Five speakers from Montgomery County, Salisbury, Baltimore County and Virginia presented to a panel that included Mayor Rick Meehan, City Council members, representatives of the OCVFC and citizen representatives Hale Harrison, Peck Miller, Bob Paroda and Leighton Moore. The all-day work session included a history of other fire organizations and their struggles with combination fire service, as well as advice highlighting the most affective ways to handle Ocean City’s current problems.
The panel was given a chance to ask questions of each of the speakers, lending them to garner advice on what works and what doesn’t.
“I think that you’re going through the initial stages of an evolution,” said Salisbury Fire Chief David See. “Everybody in this room wants to see change, but individually we don’t want to change to get there … I believe the combination system is the best of both worlds. That’s really what everyone is looking for, they’re looking for fair and equitable treatment,” said See.
“It’s definitely a long and can be painful process…. I really encourage you to understand that this is where you have to go and working together is the way to get there,” said Montgomery County Fire Chief Tom Carr.

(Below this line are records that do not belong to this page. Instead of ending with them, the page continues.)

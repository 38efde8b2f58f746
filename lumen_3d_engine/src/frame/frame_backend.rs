/// FrameBackend trait - the device operations the frame scheduler sequences
///
/// A backend owns the per-slot synchronization objects (fence, "image
/// available" and "render finished" semaphores), the per-slot command
/// buffers and the swapchain. The scheduler decides the order of calls;
/// the backend only performs them.

use crate::error::Result;
use crate::frame::render_queue::{FrameInfo, RenderQueue};

/// Result of asking the swapchain for the next image
#[derive(Debug, Clone, Copy, PartialEq, Eq)]
pub enum AcquireOutcome {
    /// An image is available; `suboptimal` images are still rendered
    Acquired { image_index: u32, suboptimal: bool },
    /// The swapchain no longer matches the surface
    OutOfDate,
}

/// Result of presenting a rendered image
#[derive(Debug, Clone, Copy, PartialEq, Eq)]
pub enum PresentOutcome {
    Presented,
    /// Out of date or suboptimal: the swapchain should be rebuilt
    Stale,
}

/// Device operations used by the frame scheduler
pub trait FrameBackend {
    /// Recording context handed to render commands
    type Commands;

    /// Number of frame slots (K)
    fn frames_in_flight(&self) -> usize;

    /// Block until the slot's in-flight fence is signaled
    fn wait_for_slot(&mut self, slot: usize) -> Result<()>;

    /// Acquire the next swapchain image, signaling the slot's "image available" semaphore
    fn acquire_image(&mut self, slot: usize) -> Result<AcquireOutcome>;

    /// Reset the slot's fence and command buffer
    fn reset_slot(&mut self, slot: usize) -> Result<()>;

    /// Current swapchain extent (width, height)
    fn extent(&self) -> (u32, u32);

    /// Begin the slot's command buffer and render pass, set viewport and scissor
    fn begin_recording(&mut self, slot: usize, image_index: u32) -> Result<Self::Commands>;

    /// End the render pass and the command buffer
    fn end_recording(&mut self, slot: usize, commands: Self::Commands) -> Result<()>;

    /// Submit the slot's command buffer: wait "image available" at color output,
    /// signal "render finished" and the slot fence
    fn submit(&mut self, slot: usize) -> Result<()>;

    /// Present `image_index` after "render finished"
    fn present(&mut self, slot: usize, image_index: u32) -> Result<PresentOutcome>;

    /// Rebuild the swapchain and everything sized from it
    fn recreate_swapchain(&mut self) -> Result<()>;

    /// Restore a slot after a failure between `reset_slot` and a successful `submit`
    ///
    /// Afterwards the slot's fence is signaled and its "image available"
    /// semaphore is unsignaled, as if the slot had never been used.
    fn recover_slot(&mut self, slot: usize) -> Result<()>;
}

/// Begin/end hook pair for an overlay (GUI) that draws into the same command buffer
pub trait FrameOverlay<C>: Send {
    /// Called after the command buffer is begun, before scene commands run
    fn begin_frame(&mut self, frame: &FrameInfo);

    /// Called after scene commands ran; may queue UI commands for this frame
    fn end_frame(&mut self, frame: &FrameInfo, queue: &mut RenderQueue<C>);
}
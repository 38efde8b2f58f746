//! Unit tests for log.rs
//!
//! Tests LogSeverity, LogEntry, the logger sink and the engine_* macros.
//! Tests that swap the global logger are #[serial].

use crate::log::{self, DefaultLogger, LogEntry, LogSeverity, Logger};
use crate::error::Error;
use serial_test::serial;
use std::sync::{Arc, Mutex};
use std::time::SystemTime;

/// Logger that keeps this file's entries for inspection
///
/// Entries from other sources are dropped: tests in other modules may log
/// concurrently while the global logger is swapped.
#[derive(Clone, Default)]
struct CaptureLogger {
    entries: Arc<Mutex<Vec<LogEntry>>>,
}

impl Logger for CaptureLogger {
    fn log(&self, entry: &LogEntry) {
        if entry.source == "lumen3d::Test" {
            self.entries.lock().unwrap().push(entry.clone());
        }
    }
}

fn entry(severity: LogSeverity) -> LogEntry {
    LogEntry {
        severity,
        timestamp: SystemTime::now(),
        source: "lumen3d::Test".to_string(),
        message: "message".to_string(),
        file: None,
        line: None,
    }
}

// ============================================================================
// LOG SEVERITY TESTS
// ============================================================================

#[test]
fn test_log_severity_ordering() {
    assert!(LogSeverity::Trace < LogSeverity::Debug);
    assert!(LogSeverity::Debug < LogSeverity::Info);
    assert!(LogSeverity::Info < LogSeverity::Warn);
    assert!(LogSeverity::Warn < LogSeverity::Error);
}

#[test]
fn test_log_severity_debug() {
    assert_eq!(format!("{:?}", LogSeverity::Trace), "Trace");
    assert_eq!(format!("{:?}", LogSeverity::Error), "Error");
}

// ============================================================================
// DEFAULT LOGGER TESTS
// ============================================================================

#[test]
fn test_default_logger_all_severities() {
    let logger = DefaultLogger;
    for severity in [
        LogSeverity::Trace,
        LogSeverity::Debug,
        LogSeverity::Info,
        LogSeverity::Warn,
        LogSeverity::Error,
    ] {
        logger.log(&entry(severity));
    }
}

#[test]
fn test_default_logger_detailed_entry() {
    let mut detailed = entry(LogSeverity::Error);
    detailed.file = Some("vulkan_device.rs");
    detailed.line = Some(42);
    DefaultLogger.log(&detailed);
}

// ============================================================================
// SINK + MACRO TESTS
// ============================================================================

#[test]
#[serial]
fn test_macros_route_to_custom_logger() {
    let capture = CaptureLogger::default();
    log::set_logger(capture.clone());

    crate::engine_trace!("lumen3d::Test", "trace {}", 1);
    crate::engine_info!("lumen3d::Test", "info {}", 2);
    crate::engine_warn!("lumen3d::Test", "warn {}", 3);

    log::reset_logger();

    let entries = capture.entries.lock().unwrap();
    assert_eq!(entries.len(), 3);
    assert_eq!(entries[0].severity, LogSeverity::Trace);
    assert_eq!(entries[0].message, "trace 1");
    assert_eq!(entries[1].severity, LogSeverity::Info);
    assert_eq!(entries[2].message, "warn 3");
    assert!(entries.iter().all(|e| e.file.is_none()));
}

#[test]
#[serial]
fn test_engine_error_carries_file_and_line() {
    let capture = CaptureLogger::default();
    log::set_logger(capture.clone());

    crate::engine_error!("lumen3d::Test", "boom");

    log::reset_logger();

    let entries = capture.entries.lock().unwrap();
    assert_eq!(entries.len(), 1);
    assert_eq!(entries[0].severity, LogSeverity::Error);
    assert!(entries[0].file.unwrap().ends_with("log_tests.rs"));
    assert!(entries[0].line.is_some());
}

#[test]
#[serial]
fn test_engine_err_logs_and_builds_backend_error() {
    let capture = CaptureLogger::default();
    log::set_logger(capture.clone());

    let err = crate::engine_err!("lumen3d::Test", "Failed to submit: {}", -4);

    log::reset_logger();

    match err {
        Error::BackendError(msg) => assert_eq!(msg, "Failed to submit: -4"),
        other => panic!("unexpected variant: {:?}", other),
    }
    assert_eq!(capture.entries.lock().unwrap().len(), 1);
}

#[test]
#[serial]
fn test_engine_bail_warn_returns_invalid_resource() {
    fn check(size: usize) -> crate::error::Result<()> {
        if size == 0 {
            crate::engine_bail_warn!("lumen3d::Test", "Empty upload");
        }
        Ok(())
    }

    let capture = CaptureLogger::default();
    log::set_logger(capture.clone());

    let result = check(0);
    let ok = check(4);

    log::reset_logger();

    assert!(matches!(result, Err(Error::InvalidResource(_))));
    assert!(ok.is_ok());
    let entries = capture.entries.lock().unwrap();
    assert_eq!(entries.len(), 1);
    assert_eq!(entries[0].severity, LogSeverity::Warn);
}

“There will be heated debates and those things are natural,” agreed Division Fire Chief Eddie Buchanan of the Hanover County, Va. Fire Services. “This will be an issue that will have to reinforced every day for years to come.”
The consensus among the speakers was that communication and strong leadership is paramount.
“You have to be understanding of the other sides’ views and apprehensions,” said See.
“It’s about the attitude, which starts with me and then filters down,” said Baltimore County Fire Chief John Hohman, who also stressed the importance of balance among leaders.
“If the county executive or a county council member were to favor one side, the career or the volunteers, it would make my job real, real hard,” Hohman said.
“To be successful there has to be trust and there has to be open, honest, respectful communication,” said Carr.
The advice of the various chiefs came after months of contention surrounding the fate of the town’s fire services. The underlying tensions within the fire services have been bubbling for months. Several meetings before the Mayor and City Council left not only the council, but also the town divided over the future of the town’s fire services. In an effort to move forward as a unit, Mayor Rick Meehan urged everyone to come together at one table in an effort to garner the thoughts of others before hashing out the issues.
In an interview on Wednesday, Meehan commented on the success of Monday’s meeting, noting that it was exactly what the city envisioned, a chance to sit down and listen to the advice of others.
”That was the purpose, it was important to get everybody into a room and really sit down and listen to what others, who have been through this, had to say,” said Meehan. “We aren’t the only people to face this issue … It was very informative and it was a good exercise. I think that we all needed to hear that and learn from what they’ve done.”
Ocean City Volunteer Fire Chief Chris Larmore also deemed the meeting productive.
“I’ve heard a lot of what was presented before, but the idea of having the council and the public there, that was very nice and yes I would say it was productive,” Larmore said. “The speakers represented in total 75 to 100 departments. They’re in the middle of something just as we all are.”